In the computing world, graphs have become ubiquitous owing to their ability to not only provide abstractions to real life but also demonstrate complicated relationships with ease. As such, a variety of practical problems can be represented as graphs. For example, a linked structure of websites can be viewed as a graph.

Every graph is a set of points referred to as vertices or nodes which are connected using lines called edges. The vertices represent entities in a graph. Edges, on the other hand, express relationships between entities. Hence, while nodes model entities, edges model relationships in a network graph. A graph G with a set of V vertices together with a set of E edges is represented as G= (V, E). Both vertices and edges can have additional attributes that are used to describe the entities and relationships. Figure 1 depicts a simple graph with five nodes and six edges.
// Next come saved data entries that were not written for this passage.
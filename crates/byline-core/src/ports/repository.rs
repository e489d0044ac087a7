use async_trait::async_trait;

use crate::domain::{Author, AuthorChanges, NewAuthor, NewPost, Post, PostChanges};
use crate::error::RepoError;

/// Generic repository trait defining the operations shared by every entity.
#[async_trait]
pub trait BaseRepository<T, ID>: Send + Sync {
    /// Find an entity by its unique ID.
    async fn find_by_id(&self, id: ID) -> Result<Option<T>, RepoError>;

    /// List all entities ordered by ID.
    async fn find_all(&self) -> Result<Vec<T>, RepoError>;

    /// Delete an entity by its ID.
    async fn delete(&self, id: ID) -> Result<(), RepoError>;
}

/// Author repository.
///
/// Implementations must reject a second author with the same name using
/// `RepoError::Constraint`, independently of any check done before the write.
#[async_trait]
pub trait AuthorRepository: BaseRepository<Author, i32> {
    /// Find an author by exact (case-sensitive) name.
    async fn find_by_name(&self, name: &str) -> Result<Option<Author>, RepoError>;

    /// Store a new author. Sets `id` and `created_at`.
    async fn insert(&self, author: NewAuthor) -> Result<Author, RepoError>;

    /// Apply changes to a stored author. Sets `updated_at`.
    async fn update(&self, id: i32, changes: AuthorChanges) -> Result<Author, RepoError>;
}

/// Post repository.
#[async_trait]
pub trait PostRepository: BaseRepository<Post, i32> {
    /// Store a new post. Sets `id` and `created_at`.
    async fn insert(&self, post: NewPost) -> Result<Post, RepoError>;

    /// Apply changes to a stored post. Sets `updated_at`.
    async fn update(&self, id: i32, changes: PostChanges) -> Result<Post, RepoError>;
}
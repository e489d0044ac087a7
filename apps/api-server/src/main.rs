//! # Byline API Server
//!
//! The main entry point for the Actix-web HTTP server.

use actix_web::{App, HttpServer, web};
use tracing_actix_web::TracingLogger;

mod config;
mod handlers;
mod middleware;
mod state;
mod telemetry;

use config::AppConfig;
use state::AppState;
use telemetry::TelemetryConfig;

#[actix_web::main]
async fn main() -> anyhow::Result<()> {
    // Load .env file if present
    dotenvy::dotenv().ok();

    telemetry::init_telemetry(&TelemetryConfig::from_env());

    let config = AppConfig::from_env();

    tracing::info!(
        "Starting Byline API Server on {}:{}",
        config.host,
        config.port
    );

    let state = AppState::new(&config).await?;

    HttpServer::new(move || {
        App::new()
            .wrap(TracingLogger::default())
            .app_data(web::Data::new(state.clone()))
            .configure(handlers::configure_routes)
    })
    .bind((config.host.as_str(), config.port))?
    .run()
    .await?;

    Ok(())
}
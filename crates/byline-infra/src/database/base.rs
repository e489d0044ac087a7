use std::marker::PhantomData;

use async_trait::async_trait;
use sea_orm::{
    DbConn, DbErr, EntityTrait, Iterable, PrimaryKeyToColumn, PrimaryKeyTrait, QueryOrder, SqlErr,
};

use byline_core::error::RepoError;
use byline_core::ports::BaseRepository;

/// Generic SeaORM repository implementation, usable with any backend the
/// connection was opened for.
pub struct SeaOrmBaseRepository<E>
where
    E: EntityTrait,
{
    pub(crate) db: DbConn,
    _entity: PhantomData<E>,
}

impl<E> SeaOrmBaseRepository<E>
where
    E: EntityTrait,
{
    pub fn new(db: DbConn) -> Self {
        Self {
            db,
            _entity: PhantomData,
        }
    }
}

/// Map a SeaORM error onto the repository error kinds.
///
/// Unique violations are detected from the driver error, not the message
/// text, so they work the same on PostgreSQL and SQLite.
pub(crate) fn map_db_err(err: DbErr) -> RepoError {
    if let Some(SqlErr::UniqueConstraintViolation(detail)) = err.sql_err() {
        return RepoError::Constraint(detail);
    }

    match err {
        DbErr::Conn(e) => RepoError::Connection(e.to_string()),
        DbErr::RecordNotFound(_) | DbErr::RecordNotUpdated => RepoError::NotFound,
        other => RepoError::Query(other.to_string()),
    }
}

#[async_trait]
impl<E, T> BaseRepository<T, i32> for SeaOrmBaseRepository<E>
where
    E: EntityTrait,
    E::Model: Send + Sync,
    E::PrimaryKey: PrimaryKeyTrait<ValueType = i32>,
    T: TryFrom<E::Model, Error = RepoError> + Send + Sync + 'static,
{
    async fn find_by_id(&self, id: i32) -> Result<Option<T>, RepoError> {
        E::find_by_id(id)
            .one(&self.db)
            .await
            .map_err(map_db_err)?
            .map(T::try_from)
            .transpose()
    }

    async fn find_all(&self) -> Result<Vec<T>, RepoError> {
        let mut select = E::find();
        for key in E::PrimaryKey::iter() {
            select = select.order_by_asc(key.into_column());
        }

        select
            .all(&self.db)
            .await
            .map_err(map_db_err)?
            .into_iter()
            .map(T::try_from)
            .collect()
    }

    async fn delete(&self, id: i32) -> Result<(), RepoError> {
        let result = E::delete_by_id(id)
            .exec(&self.db)
            .await
            .map_err(map_db_err)?;

        if result.rows_affected == 0 {
            return Err(RepoError::NotFound);
        }

        Ok(())
    }
}
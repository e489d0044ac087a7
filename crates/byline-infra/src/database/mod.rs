//! SeaORM persistence for authors and posts.

mod base;
mod connections;
pub mod entity;
mod repo;

pub use base::SeaOrmBaseRepository;
pub use connections::{DatabaseConfig, connect};
pub use repo::{SeaOrmAuthorRepository, SeaOrmPostRepository};
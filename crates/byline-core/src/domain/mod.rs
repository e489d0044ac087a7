//! Domain entities and their field validators.

pub mod author;
pub mod post;

pub use author::{Author, AuthorChanges, NewAuthor};
pub use post::{Category, NewPost, Post, PostChanges};
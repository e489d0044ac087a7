//! Post handlers.

use actix_web::{HttpResponse, web};

use byline_core::domain::{Post, PostChanges};
use byline_shared::ApiResponse;
use byline_shared::dto::{CreatePostRequest, PostResponse, UpdatePostRequest};

use crate::middleware::error::AppResult;
use crate::state::AppState;

fn to_response(post: Post) -> PostResponse {
    PostResponse {
        id: post.id,
        title: post.title,
        content: post.content,
        summary: post.summary,
        category: post.category.to_string(),
        created_at: post.created_at,
        updated_at: post.updated_at,
    }
}

/// GET /api/posts
pub async fn list(state: web::Data<AppState>) -> AppResult<HttpResponse> {
    let posts: Vec<_> = state
        .posts
        .list()
        .await?
        .into_iter()
        .map(to_response)
        .collect();

    Ok(HttpResponse::Ok().json(ApiResponse::ok(posts)))
}

/// POST /api/posts
pub async fn create(
    state: web::Data<AppState>,
    body: web::Json<CreatePostRequest>,
) -> AppResult<HttpResponse> {
    let req = body.into_inner();
    let post = state
        .posts
        .create(req.title, req.content, req.summary, &req.category)
        .await?;

    Ok(HttpResponse::Created().json(ApiResponse::ok(to_response(post))))
}

/// GET /api/posts/{id}
pub async fn get(state: web::Data<AppState>, path: web::Path<i32>) -> AppResult<HttpResponse> {
    let post = state.posts.get(path.into_inner()).await?;
    Ok(HttpResponse::Ok().json(ApiResponse::ok(to_response(post))))
}

/// PATCH /api/posts/{id}
pub async fn update(
    state: web::Data<AppState>,
    path: web::Path<i32>,
    body: web::Json<UpdatePostRequest>,
) -> AppResult<HttpResponse> {
    let req = body.into_inner();
    let changes = PostChanges::new(req.title, req.content, req.summary, req.category.as_deref())?;

    let post = state.posts.update(path.into_inner(), changes).await?;
    Ok(HttpResponse::Ok().json(ApiResponse::ok(to_response(post))))
}

/// DELETE /api/posts/{id}
pub async fn delete(state: web::Data<AppState>, path: web::Path<i32>) -> AppResult<HttpResponse> {
    state.posts.delete(path.into_inner()).await?;
    Ok(HttpResponse::NoContent().finish())
}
In real-world applications of graphs, an edge might represent professional relationships that exist between people in LinkedIn or a personal relationship on a social media platform such as Facebook or Instagram.

Graphs can broadly be categorized into Undirected (Fig 2a) or Directed (Fig 2b). An undirected graph is directionless. This means that the edges have no directions. In other words, the relationship is mutual. For example, a Facebook or a LinkedIn connection. Contrarily, edges of directed graphs have directions associated with them. An asymmetric relationship between a boss and an employee or a teacher and a student can be represented as a directed graph in data structure. Graphs can also be weighted (Fig 2c) indicating real values associated with the edges. Depending upon the specific use of the graph, edge weights may represent quantities such as distance, cost, similarity etc.

## Representing Graphs

A graph can be represented using 3 data structures- adjacency matrix, adjacency list and adjacency set.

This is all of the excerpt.